▸ **What is needed**: Below are some entries. Copy each line that holds the string "SchemaViolation".

▸ **Records provided**:
========================================================================

use std::sync::Arc;

use axum::body::Bytes;
use axum::extract::{Path, State};
use axum::http::StatusCode;
use axum::response::{IntoResponse, Json, Response};
use axum::routing::{get, post};
use axum::Router;
use serde_json::{json, Value};

use anamnesis_core::ApiError;

use crate::state::AppState;
use crate::tools::{registry, ToolDef};

/// Wraps `ApiError` so its `ErrorKind` maps to the matching HTTP status, per
/// the closed error taxonomy — the same mapping the stdio transport applies
/// to build its JSON-RPC error envelope.
struct ApiErrorResponse(ApiError);

impl IntoResponse for ApiErrorResponse {
    fn into_response(self) -> Response {
        let status = StatusCode::from_u16(self.0.kind.http_status()).unwrap_or(StatusCode::INTERNAL_SERVER_ERROR);
        let body = Json(json!({ "error": { "kind": self.0.kind, "message": self.0.message } }));
        (status, body).into_response()
    }
}

async fn dispatch_tool(
    State(state): State<Arc<AppState>>,
    Path(name): Path<String>,
    body: Bytes,
) -> Result<Json<Value>, ApiErrorResponse> {
    let tool = registry()
        .into_iter()
        .find(|t| t.name == name)
        .ok_or_else(|| ApiErrorResponse(ApiError::not_found(format!("unknown tool: {name}"))))?;
    let args: Value = if body.is_empty() {
        json!({})
    } else {
        serde_json::from_slice(&body)
            .map_err(|e| ApiErrorResponse(ApiError::input_shape(format!("invalid request body: {e}"))))?
    };
    (tool.handler)(state, args)
        .await
        .map(Json)
        .map_err(ApiErrorResponse)
}

async fn health_handler(State(state): State<Arc<AppState>>) -> Json<Value> {
    let health = state.health.check().await;
    Json(serde_json::to_value(health).unwrap())
}

async fn list_tools_handler() -> Json<Value> {
    let defs: Vec<Value> = registry()
        .into_iter()
        .map(|t: ToolDef| json!({ "name": t.name, "description": t.description, "input_schema": t.input_schema }))
        .collect();
    Json(json!({ "tools": defs }))
}

pub fn build_router(state: Arc<AppState>) -> Router {
    Router::new()
        .route("/health", get(health_handler))
        .route("/tools", get(list_tools_handler))
        .route("/tools/{name}", post(dispatch_tool))
        .with_state(state)
        .layer(tower_http::trace::TraceLayer::new_for_http())
}
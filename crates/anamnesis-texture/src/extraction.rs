//! Builds the prompt the caller sends to its own completions provider and
//! parses the structured response back into nodes/edges. This crate never
//! calls an LLM itself — the same contract L4's summarizer uses, so the
//! gateway owns the one place a completions client is actually constructed.

use serde::{Deserialize, Serialize};

use crate::types::{allowed_edge_types, EdgeType, EntityType, EpisodeMetadata, GraphEpisode};

/// Proposed node, before resolution against existing entities by name.
#[derive(Debug, Clone, Serialize, Deserialize)]
pub struct ExtractedEntity {
    pub name: String,
    pub types: Vec<EntityType>,
    pub summary: String,
}

/// Proposed edge, referencing entities by the name the extractor saw them
/// under — resolution to uuids happens in `dedup`/ingestion, not here.
#[derive(Debug, Clone, Serialize, Deserialize)]
pub struct ExtractedEdge {
    pub source_name: String,
    pub target_name: String,
    pub predicate: EdgeType,
    pub fact: String,
}

#[derive(Debug, Clone, Default, Serialize, Deserialize)]
pub struct ExtractionResult {
    pub entities: Vec<ExtractedEntity>,
    pub edges: Vec<ExtractedEdge>,
}

/// Ambient disambiguation context threaded into the prompt alongside the
/// episode body: the most recent crystallized summary, if one exists, and
/// the entity names already resolved earlier in the same ingestion batch
/// ("current scene") — so the extractor can tell a pronoun or a bare first
/// name apart from an unrelated entity sharing it.
#[derive(Debug, Clone, Default)]
pub struct ExtractionContext {
    pub recent_summary: Option<String>,
    pub current_scene: Vec<String>,
}

/// Renders the extraction instructions, ambient context, and episode body.
/// The caller sends this verbatim as the user turn of a completions
/// request and is expected to request JSON output matching
/// `ExtractionResult`.
pub fn build_prompt(episode: &GraphEpisode, context: &ExtractionContext) -> String {
    let EpisodeMetadata {
        channel,
        speaker,
        role,
        timestamp,
    } = &episode.metadata;

    let mut ambient = String::new();
    if let Some(summary) = &context.recent_summary {
        ambient.push_str(&format!("Recent summary, for context only: {summary}\n"));
    }
    if !context.current_scene.is_empty() {
        ambient.push_str(&format!(
            "Entities already established earlier in this batch: {}\n",
            context.current_scene.join(", ")
        ));
    }

    format!(
        "Extract entities and relations from the following message so they can be \
         stored in a knowledge graph.\n\n\
         Entity types (pick only from this closed set): person, place, concept, \
         symbol, technical_artifact, event.\n\
         Edge predicates (pick only from this closed set): knows, works_on, \
         located_in, mentions, owns, relates_to, contradicts, supersedes.\n\
         Use `contradicts` when the fact conflicts with something you'd expect to \
         already be recorded, and `supersedes` when it updates rather than \
         conflicts with a prior fact.\n\n\
         {ambient}\
         Episode: {episode_name}\n\
         Channel: {channel}\n\
         Speaker: {speaker} ({role})\n\
         Timestamp: {timestamp}\n\
         ---\n\
         {body}\n\
         ---\n\n\
         Respond with JSON: {{\"entities\": [{{\"name\", \"types\", \"summary\"}}], \
         \"edges\": [{{\"source_name\", \"target_name\", \"predicate\", \"fact\"}}]}}. \
         Only emit entities the message actually establishes; do not invent facts.",
        episode_name = episode.episode_name,
        body = episode.body,
    )
}

/// Drops edges whose predicate isn't allowed between the named entities'
/// types, and edges referencing an entity not present in `result.entities`.
/// Applied to whatever the caller's provider returned before it reaches the
/// store, since the provider can't be trusted to honor the closed schema.
pub fn validate(mut result: ExtractionResult) -> ExtractionResult {
    let types_by_name: std::collections::HashMap<&str, EntityType> = result
        .entities
        .iter()
        .filter_map(|e| e.types.first().map(|t| (e.name.as_str(), *t)))
        .collect();

    result.edges.retain(|edge| {
        let (Some(&source_type), Some(&target_type)) = (
            types_by_name.get(edge.source_name.as_str()),
            types_by_name.get(edge.target_name.as_str()),
        ) else {
            return false;
        };
        allowed_edge_types(source_type, target_type).contains(&edge.predicate)
    });

    result
}

#[cfg(test)]
mod tests {
    use super::*;

    fn episode() -> GraphEpisode {
        GraphEpisode {
            episode_name: "msg-1".into(),
            body: "Alice moved to Austin last week.".into(),
            metadata: EpisodeMetadata {
                channel: "main".into(),
                speaker: "alice".into(),
                role: "user".into(),
                timestamp: "2026-01-01T00:00:00Z".into(),
            },
        }
    }

    #[test]
    fn prompt_includes_closed_schema_and_body() {
        let prompt = build_prompt(&episode(), &ExtractionContext::default());
        assert!(prompt.contains("located_in"));
        assert!(prompt.contains("Alice moved to Austin"));
    }

    #[test]
    fn prompt_includes_ambient_context_when_present() {
        let context = ExtractionContext {
            recent_summary: Some("Alice and Bob are planning a trip.".to_string()),
            current_scene: vec!["Bob".to_string()],
        };
        let prompt = build_prompt(&episode(), &context);
        assert!(prompt.contains("Alice and Bob are planning a trip."));
        assert!(prompt.contains("Bob"));
    }

    #[test]
    fn validate_drops_edge_with_unlisted_entity() {
        let result = ExtractionResult {
            entities: vec![ExtractedEntity {
                name: "Alice".into(),
                types: vec![EntityType::Person],
                summary: "a person".into(),
            }],
            edges: vec![ExtractedEdge {
                source_name: "Alice".into(),
                target_name: "Bob".into(),
                predicate: EdgeType::Knows,
                fact: "Alice knows Bob".into(),
            }],
        };
        let validated = validate(result);
        assert!(validated.edges.is_empty());
    }

    #[test]
    fn validate_drops_edge_disallowed_for_type_pair() {
        let result = ExtractionResult {
            entities: vec![
                ExtractedEntity {
                    name: "Alice".into(),
                    types: vec![EntityType::Person],
                    summary: "a person".into(),
                },
                ExtractedEntity {
                    name: "Austin".into(),
                    types: vec![EntityType::Place],
                    summary: "a city".into(),
                },
            ],
            edges: vec![ExtractedEdge {
                source_name: "Alice".into(),
                target_name: "Austin".into(),
                predicate: EdgeType::Knows,
                fact: "Alice knows Austin".into(),
            }],
        };
        let validated = validate(result);
        assert!(validated.edges.is_empty());
    }

    #[test]
    fn validate_keeps_allowed_edge() {
        let result = ExtractionResult {
            entities: vec![
                ExtractedEntity {
                    name: "Alice".into(),
                    types: vec![EntityType::Person],
                    summary: "a person".into(),
                },
                ExtractedEntity {
                    name: "Austin".into(),
                    types: vec![EntityType::Place],
                    summary: "a city".into(),
                },
            ],
            edges: vec![ExtractedEdge {
                source_name: "Alice".into(),
                target_name: "Austin".into(),
                predicate: EdgeType::LocatedIn,
                fact: "Alice moved to Austin".into(),
            }],
        };
        let validated = validate(result);
        assert_eq!(validated.edges.len(), 1);
    }
}
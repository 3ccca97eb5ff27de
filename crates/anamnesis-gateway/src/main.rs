use std::net::SocketAddr;
use std::sync::Arc;

use clap::{Parser, Subcommand};
use tracing::{info, warn};

use anamnesis_core::config::AnamnesisConfig;
use anamnesis_gateway::{http, mcp_bridge, state::AppState};

#[derive(Parser)]
#[command(name = "anamnesis-gateway")]
struct Cli {
    /// Path to anamnesis.toml. Falls back to $CLAUDE_HOME/anamnesis.toml.
    #[arg(long)]
    config: Option<String>,

    #[command(subcommand)]
    command: Option<Command>,
}

#[derive(Subcommand)]
enum Command {
    /// Run the HTTP tool server and background ingestion loop (default).
    Serve,
    /// Run the stdio JSON-RPC tool bridge.
    Mcp,
    /// Drain one batch of unungested messages and exit.
    Ingest,
    /// Run the health probes once and exit.
    Health,
}

#[tokio::main]
async fn main() -> anyhow::Result<()> {
    tracing_subscriber::fmt()
        .with_env_filter(
            tracing_subscriber::EnvFilter::try_from_default_env()
                .unwrap_or_else(|_| "anamnesis_gateway=info,tower_http=debug".into()),
        )
        .init();

    let cli = Cli::parse();

    let config = match AnamnesisConfig::load(cli.config.as_deref()) {
        Ok(config) => config,
        Err(e) => {
            eprintln!("config error: {e}");
            std::process::exit(2);
        }
    };

    match cli.command.unwrap_or(Command::Serve) {
        Command::Serve => serve(config).await,
        Command::Mcp => run_mcp(config).await,
        Command::Ingest => ingest_once(config).await,
        Command::Health => health_once(config).await,
    }
}

async fn build_state(config: AnamnesisConfig) -> anyhow::Result<Arc<AppState>> {
    match AppState::build(config).await {
        Ok(state) => Ok(Arc::new(state)),
        Err(e) => {
            eprintln!("startup error: {e}");
            std::process::exit(2);
        }
    }
}

async fn serve(config: AnamnesisConfig) -> anyhow::Result<()> {
    let bind = config.gateway.bind.clone();
    let port = config.gateway.port;
    let state = build_state(config).await?;

    let (shutdown_tx, shutdown_rx) = tokio::sync::watch::channel(false);
    let ingestion = state.ingestion.clone();
    tokio::spawn(async move { ingestion.run(shutdown_rx).await });

    let router = http::build_router(state.clone());
    let addr: SocketAddr = format!("{bind}:{port}").parse()?;
    info!("anamnesis gateway listening on {}", addr);

    let listener = tokio::net::TcpListener::bind(addr).await?;
    let result = axum::serve(listener, router)
        .with_graceful_shutdown(async {
            let _ = tokio::signal::ctrl_c().await;
        })
        .await;

    let _ = shutdown_tx.send(true);
    result?;
    Ok(())
}

async fn run_mcp(config: AnamnesisConfig) -> anyhow::Result<()> {
    let state = build_state(config).await?;
    mcp_bridge::run(state).await
}

async fn ingest_once(config: AnamnesisConfig) -> anyhow::Result<()> {
    use anamnesis_ingest::{BatchStatus, TickOutcome};

    let state = build_state(config).await?;
    match state.ingestion.tick().await {
        Ok(outcome) => {
            println!("{}", serde_json::to_string(&outcome)?);
            if let TickOutcome::Completed { status, failed, succeeded, .. } = &outcome {
                if *status == BatchStatus::Partial || *status == BatchStatus::Failed {
                    eprintln!(
                        "ingestion batch {status}: {failed} of {} records failed ({succeeded} succeeded)",
                        failed + succeeded
                    );
                    std::process::exit(1);
                }
            }
            Ok(())
        }
        Err(e) => {
            eprintln!("ingestion batch failed: {e}");
            std::process::exit(1);
        }
    }
}

async fn health_once(config: AnamnesisConfig) -> anyhow::Result<()> {
    let state = build_state(config).await?;
    let health = state.health.check().await;
    println!("{}", serde_json::to_string_pretty(&health)?);
    if health.ok {
        Ok(())
    } else {
        warn!("system health check failed");
        std::process::exit(1);
    }
}
use anamnesis_core::{ApiError, ErrorKind};
use thiserror::Error;

#[derive(Debug, Error)]
pub enum IngestError {
    #[error("database error: {0}")]
    Database(#[from] rusqlite::Error),

    #[error("capture layer error: {0}")]
    Capture(#[from] anamnesis_capture::CaptureError),

    #[error("texture layer error: {0}")]
    Texture(#[from] anamnesis_texture::TextureError),

    #[error("completions provider error: {0}")]
    Provider(String),

    #[error("extraction response did not match the closed schema: {0}")]
    SchemaViolation(String),

    #[error("batch {id} not found")]
    BatchNotFound { id: i64 },
}

impl From<IngestError> for ApiError {
    fn from(err: IngestError) -> Self {
        match err {
            IngestError::BatchNotFound { id } => {
                ApiError::new(ErrorKind::NotFound, format!("batch {id} not found"))
            }
            IngestError::SchemaViolation(msg) => ApiError::new(ErrorKind::Invariant, msg),
            IngestError::Provider(msg) => ApiError::new(ErrorKind::DependencyDown, msg),
            IngestError::Database(e) => {
                ApiError::new(ErrorKind::DependencyDown, format!("database error: {e}"))
            }
            IngestError::Capture(e) => ApiError::from(e),
            IngestError::Texture(e) => ApiError::from(e),
        }
    }
}

pub type Result<T> = std::result::Result<T, IngestError>;
use anamnesis_core::ids::EntityUuid;
use serde::{Deserialize, Serialize};
use std::collections::HashSet;

/// Closed entity-type schema.
#[derive(Debug, Clone, Copy, PartialEq, Eq, Hash, Serialize, Deserialize)]
#[serde(rename_all = "snake_case")]
pub enum EntityType {
    Person,
    Place,
    Concept,
    Symbol,
    TechnicalArtifact,
    Event,
}

impl EntityType {
    pub fn as_str(&self) -> &'static str {
        match self {
            EntityType::Person => "person",
            EntityType::Place => "place",
            EntityType::Concept => "concept",
            EntityType::Symbol => "symbol",
            EntityType::TechnicalArtifact => "technical_artifact",
            EntityType::Event => "event",
        }
    }
}

/// Closed edge-type schema.
///
/// Each variant carries an intended-use doc comment so the extraction
/// prompt (built in `extraction::build_prompt`) can surface them verbatim.
#[derive(Debug, Clone, Copy, PartialEq, Eq, Hash, Serialize, Deserialize)]
#[serde(rename_all = "snake_case")]
pub enum EdgeType {
    /// One person is acquainted with another.
    Knows,
    /// A person works on a project, concept, or artifact.
    WorksOn,
    /// An entity is situated at a place.
    LocatedIn,
    /// An episode references an entity without a stronger relation applying.
    Mentions,
    /// A person or entity owns another entity.
    Owns,
    /// A generic relation not covered by a more specific type.
    RelatesTo,
    /// The fact being recorded contradicts a currently active edge.
    Contradicts,
    /// The fact being recorded supersedes (updates) a currently active edge.
    Supersedes,
}

impl EdgeType {
    /// Single-valued predicates expire the prior edge between the same
    /// (source, target) instead of coexisting with it.
    pub fn is_single_valued(&self) -> bool {
        matches!(self, EdgeType::LocatedIn | EdgeType::Owns)
    }

    pub fn as_str(&self) -> &'static str {
        match self {
            EdgeType::Knows => "knows",
            EdgeType::WorksOn => "works_on",
            EdgeType::LocatedIn => "located_in",
            EdgeType::Mentions => "mentions",
            EdgeType::Owns => "owns",
            EdgeType::RelatesTo => "relates_to",
            EdgeType::Contradicts => "contradicts",
            EdgeType::Supersedes => "supersedes",
        }
    }
}

/// For a given (source-type, target-type) pair, the edge types the
/// extractor is allowed to emit.
pub fn allowed_edge_types(source: EntityType, target: EntityType) -> HashSet<EdgeType> {
    use EntityType::*;
    let mut allowed = HashSet::new();
    allowed.insert(EdgeType::Mentions);
    allowed.insert(EdgeType::RelatesTo);
    allowed.insert(EdgeType::Contradicts);
    allowed.insert(EdgeType::Supersedes);
    match (source, target) {
        (Person, Person) => {
            allowed.insert(EdgeType::Knows);
        }
        (Person, Place) => {
            allowed.insert(EdgeType::LocatedIn);
        }
        (Person, Concept) | (Person, TechnicalArtifact) | (Person, Event) => {
            allowed.insert(EdgeType::WorksOn);
            allowed.insert(EdgeType::Owns);
        }
        (Person, Symbol) => {
            allowed.insert(EdgeType::Owns);
        }
        _ => {}
    }
    allowed
}

#[derive(Debug, Clone, Serialize, Deserialize)]
pub struct EntityNode {
    pub uuid: EntityUuid,
    pub name: String,
    pub types: Vec<EntityType>,
    pub summary: String,
    pub created_at: String,
    pub last_mentioned_at: String,
}

#[derive(Debug, Clone, Serialize, Deserialize)]
pub struct RelationEdge {
    pub uuid: EntityUuid,
    pub source_uuid: EntityUuid,
    pub target_uuid: EntityUuid,
    pub predicate: EdgeType,
    pub fact: String,
    pub valid_from: String,
    pub valid_to: Option<String>,
    pub created_at: String,
    pub expired_at: Option<String>,
}

impl RelationEdge {
    /// Current iff not expired and (no `valid_to` or it's still in the
    /// future).
    pub fn is_current(&self, now: &str) -> bool {
        if self.expired_at.is_some() {
            return false;
        }
        match &self.valid_to {
            Some(valid_to) => valid_to.as_str() > now,
            None => true,
        }
    }
}

#[derive(Debug, Clone, Serialize, Deserialize)]
pub struct EpisodeMetadata {
    pub channel: String,
    pub speaker: String,
    pub role: String,
    pub timestamp: String,
}

/// The unit handed to the extractor. Not stored as-is — it produces nodes
/// and edges.
#[derive(Debug, Clone, Serialize, Deserialize)]
pub struct GraphEpisode {
    pub episode_name: String,
    pub body: String,
    pub metadata: EpisodeMetadata,
}

/// A scored edge returned by a hybrid search recipe.
#[derive(Debug, Clone, Serialize, Deserialize)]
pub struct ScoredEdge {
    pub uuid: EntityUuid,
    pub fact: String,
    pub source_name: String,
    pub target_name: String,
    pub predicate: EdgeType,
    pub score: f64,
    pub valid_from: String,
}

/// Returned by `ingestion_stats`.
#[derive(Debug, Clone, Default, Serialize, Deserialize)]
pub struct IngestionStats {
    pub entities: usize,
    pub edges: usize,
    pub episodes_ingested: usize,
    pub sentinel_messages: usize,
}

========================================================================

▸ **Task answer**:
    SchemaViolation(String),
            IngestError::SchemaViolation(msg) => ApiError::new(ErrorKind::Invariant, msg),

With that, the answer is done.